News

Bitterroot Resources Enters into Letter of Intent With Altius Minerals for Strategic Financing Transaction

June 22, 2015

Bitterroot Resources Ltd. (BTT, TSX-V), ("Bitterroot") has entered into a binding letter of intent with Altius Resources Inc. ("Altius"), a wholly-owned subsidiary of Altius Minerals Corporation (ALS, TSX), setting out the terms of a strategic transaction (the "Transaction") pursuant to which Altius will finance future mineral exploration on Bitterroot's Voyageur Lands and Copper Range Lands in the Upper Peninsula of Michigan (the "Properties"). Altius will pay C$400,000 to Bitterroot and will commit to fund C$600,000 of exploration expenditures on the Properties within one year of the closing date of the Transaction (the "Closing Date"). Bitterroot will manage the Year 1 exploration program. In consideration for the foregoing payments and exploration expenditures, Altius will receive 50.1% of the outstanding shares of Trans Superior Resources, Inc. ("Trans Superior"), Bitterroot's wholly-owned subsidiary which holds the Properties, plus approximately 4,000,000 common shares of Bitterroot, to be issued after Bitterroot completes a 10:1 share consolidation and certain shares-for-debt settlements. Upon completion of the share consolidation, the share issuance to Altius and the shares-for-debt settlements, Altius will own 19.99% of the outstanding common shares of Bitterroot.

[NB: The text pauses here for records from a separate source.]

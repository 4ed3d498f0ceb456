//! Adjacency-list graph store
//!
//! Each vertex owns a contiguous list of outgoing edges. Lists are kept
//! oldest-first in memory and read back newest-first, so the most recently
//! added edge is always the first one visited.

use tracing::debug;

use crate::error::{Result, RoadmapError};
use crate::graph::types::{Direction, Edge, VertexId};

/// Iterator over a vertex's outgoing edges, most recently added first
pub type EdgesOf<'a> = std::iter::Rev<std::slice::Iter<'a, Edge>>;

/// Directed, weighted multigraph over vertices `[0, V)`
#[derive(Debug, Clone, Default, PartialEq, Eq)]
pub struct Graph {
    adjacency: Vec<Vec<Edge>>,
}

impl Graph {
    /// Create a graph with `vertex_count` vertices and no edges
    pub fn new(vertex_count: usize) -> Result<Self> {
        let mut graph = Graph::default();
        graph.grow(vertex_count)?;
        Ok(graph)
    }

    /// Build a graph from per-vertex edge lists given in iteration order
    pub(crate) fn from_head_first(lists: Vec<Vec<Edge>>) -> Self {
        let adjacency = lists
            .into_iter()
            .map(|mut list| {
                list.reverse();
                list
            })
            .collect();
        Graph { adjacency }
    }

    /// Current vertex count `V`
    pub fn vertex_count(&self) -> usize {
        self.adjacency.len()
    }

    /// Total number of directed edges
    pub fn edge_count(&self) -> usize {
        self.adjacency.iter().map(Vec::len).sum()
    }

    /// Whether `vertex` is a valid index
    pub fn contains(&self, vertex: VertexId) -> bool {
        vertex < self.adjacency.len()
    }

    /// Insert one directed edge `src -> dst`.
    ///
    /// Negative indices are rejected without touching the graph. Indices at or
    /// beyond the current vertex count grow the graph to `max(src, dst) + 1`.
    pub fn add_edge(
        &mut self,
        src: i64,
        dst: i64,
        weight: u32,
        direction: Direction,
    ) -> Result<()> {
        let (from, to) = checked_pair(src, dst)?;
        self.grow(from.max(to) + 1)?;
        self.push(from, Edge::new(to, weight, direction))
    }

    /// Insert a two-way road: `src -> dst` labelled `direction` and
    /// `dst -> src` labelled with the opposite direction.
    pub fn add_road(
        &mut self,
        src: i64,
        dst: i64,
        weight: u32,
        direction: Direction,
    ) -> Result<()> {
        let (from, to) = checked_pair(src, dst)?;
        self.grow(from.max(to) + 1)?;
        self.push(from, Edge::new(to, weight, direction))?;
        self.push(to, Edge::new(from, weight, direction.opposite()))
    }

    /// Outgoing edges of `vertex`, most recently added first.
    /// An out-of-range vertex has no edges.
    pub fn edges_of(&self, vertex: VertexId) -> EdgesOf<'_> {
        self.adjacency
            .get(vertex)
            .map(Vec::as_slice)
            .unwrap_or(&[])
            .iter()
            .rev()
    }

    /// First edge `from -> to` in iteration order
    pub fn first_edge(&self, from: VertexId, to: VertexId) -> Option<&Edge> {
        self.edges_of(from).find(|edge| edge.to == to)
    }

    /// Every edge as `(src, edge)`, by ascending source then iteration order
    pub fn edges(&self) -> impl Iterator<Item = (VertexId, &Edge)> + '_ {
        (0..self.vertex_count()).flat_map(move |src| self.edges_of(src).map(move |e| (src, e)))
    }

    fn grow(&mut self, vertex_count: usize) -> Result<()> {
        let current = self.adjacency.len();
        if vertex_count <= current {
            return Ok(());
        }
        self.adjacency
            .try_reserve_exact(vertex_count - current)
            .map_err(|e| RoadmapError::allocation("vertices", e))?;
        self.adjacency.resize_with(vertex_count, Vec::new);
        debug!(from = current, to = vertex_count, "grow_graph");
        Ok(())
    }

    fn push(&mut self, from: VertexId, edge: Edge) -> Result<()> {
        let list = &mut self.adjacency[from];
        list.try_reserve(1)
            .map_err(|e| RoadmapError::allocation("edges", e))?;
        list.push(edge);
        Ok(())
    }
}

fn checked_pair(src: i64, dst: i64) -> Result<(VertexId, VertexId)> {
    let invalid = || RoadmapError::InvalidNodes { src, dst };
    let from = VertexId::try_from(src).map_err(|_| invalid())?;
    let to = VertexId::try_from(dst).map_err(|_| invalid())?;
    // `max + 1` must stay representable
    if from.max(to) == VertexId::MAX {
        return Err(invalid());
    }
    Ok((from, to))
}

Altius will also have the right to acquire an additional 19.9% of Trans Superior by completing C$2.5 million in exploration spending on the Properties by the 6th anniversary of the Closing Date, plus the right to acquire an additional 10% of Trans Superior by completing exploration spending of a further C$5 million, or completing an NI 43-101 compliant pre-feasibility study on a mineral resource on the Properties, by the 10th anniversary of the Closing Date. Trans Superior will also grant to Altius a 2% net smelter returns (NSR) royalty on the Voyageur Lands (covering approximately 250 square miles of mineral rights) and will also assign to Altius its right to purchase a 1% NSR held by a third party on the Copper Range Lands.

"Given the Altius team's proven technical, financial and entrepreneurial expertise, we are pleased to have the opportunity to work together in Michigan and are looking forward to a mutually beneficial relationship", commented Bitterroot's CEO, Michael Carr.

Bitterroot's mineral rights in the Upper Peninsula of Michigan cover Early and Middle-Proterozoic terranes on the south side of the Mid-Continent Rift, which are prospective for high-grade, conduit-hosted Ni-Cu-PGM deposits similar to the Eagle, Eagle East, BIC and Tamarack deposits.

The completion of the Transaction is subject to a number of conditions precedent, including completion of definitive documentation, the completion of due diligence satisfactory to Altius, and the receipt of the approval of the TSX Venture Exchange. Additional information on Bitterroot Resources Ltd. is available at www.bitterrootresources.com. Additional information on Altius Minerals Corporation is available at www.altiusminerals.com.


ON BEHALF OF THE BOARD OF DIRECTORS


Michael S. Carr
Director and CEO


Neither TSX Venture Exchange nor its Regulation Services Provider (as that term is defined in policies of the TSX Venture Exchange) accepts responsibility for the adequacy or accuracy of this release.

FORWARD LOOKING STATEMENTS: This document contains statements about expected or anticipated future events and/or financial results that are forward-looking in nature, including statements with respect to the planned completion of the Transaction, and as a result, are subject to certain risks and uncertainties, such as the failure to fulfill the conditions precedent to the Transaction, general economic, market and business conditions, regulatory processes and actions, technical issues, new legislation, competitive conditions, the uncertainties resulting from potential delays or changes in plans, the occurrence of unexpected events and the company's ability to execute and implement its future plans. Actual results may differ materially from those projected by management, and therefore undue reliance should not be placed on any forward looking statements. Bitterroot disclaims any intent or responsibility to update any forward looking statements contained herein, except as required by applicable securities laws. For such statements, we claim the safe harbour for forward-looking statements within the meaning of the Private Securities Legislation Reform Act of 1995.